*Required action*
Lines with the word "best" are the ones wanted. Copy each of them from the entries below.

Entries taken from a collection:
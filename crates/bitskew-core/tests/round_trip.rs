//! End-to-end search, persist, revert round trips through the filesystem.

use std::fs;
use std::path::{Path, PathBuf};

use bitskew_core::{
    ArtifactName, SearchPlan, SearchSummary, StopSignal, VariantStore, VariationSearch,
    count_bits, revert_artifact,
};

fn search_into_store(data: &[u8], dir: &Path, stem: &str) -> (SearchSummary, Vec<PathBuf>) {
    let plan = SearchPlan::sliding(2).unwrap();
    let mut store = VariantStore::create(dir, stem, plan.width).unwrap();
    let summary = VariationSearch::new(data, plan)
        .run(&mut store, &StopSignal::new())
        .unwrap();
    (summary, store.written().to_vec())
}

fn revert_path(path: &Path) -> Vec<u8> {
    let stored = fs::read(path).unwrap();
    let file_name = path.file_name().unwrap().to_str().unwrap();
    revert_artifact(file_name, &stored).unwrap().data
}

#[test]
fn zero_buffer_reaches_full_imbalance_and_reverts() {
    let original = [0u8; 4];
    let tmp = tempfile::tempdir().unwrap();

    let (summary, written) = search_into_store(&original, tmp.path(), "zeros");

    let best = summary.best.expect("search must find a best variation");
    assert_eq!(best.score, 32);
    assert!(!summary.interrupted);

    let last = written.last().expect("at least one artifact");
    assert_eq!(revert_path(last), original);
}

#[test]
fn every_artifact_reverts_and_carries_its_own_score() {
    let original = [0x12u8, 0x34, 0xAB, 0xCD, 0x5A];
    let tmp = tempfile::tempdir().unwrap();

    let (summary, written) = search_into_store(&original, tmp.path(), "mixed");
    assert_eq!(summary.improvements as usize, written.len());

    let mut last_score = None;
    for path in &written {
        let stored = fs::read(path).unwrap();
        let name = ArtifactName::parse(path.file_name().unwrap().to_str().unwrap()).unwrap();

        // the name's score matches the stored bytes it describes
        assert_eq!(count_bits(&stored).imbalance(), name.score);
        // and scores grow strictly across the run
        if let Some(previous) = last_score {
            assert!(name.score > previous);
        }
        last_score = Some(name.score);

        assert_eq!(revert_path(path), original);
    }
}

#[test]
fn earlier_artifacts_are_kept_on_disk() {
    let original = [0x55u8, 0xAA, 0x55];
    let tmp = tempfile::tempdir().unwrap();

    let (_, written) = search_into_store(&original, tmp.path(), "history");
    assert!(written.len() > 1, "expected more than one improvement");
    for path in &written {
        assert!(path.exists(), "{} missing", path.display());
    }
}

*Written answer*
    let best = summary.best.expect("search must find a best variation");
    assert_eq!(best.score, 32);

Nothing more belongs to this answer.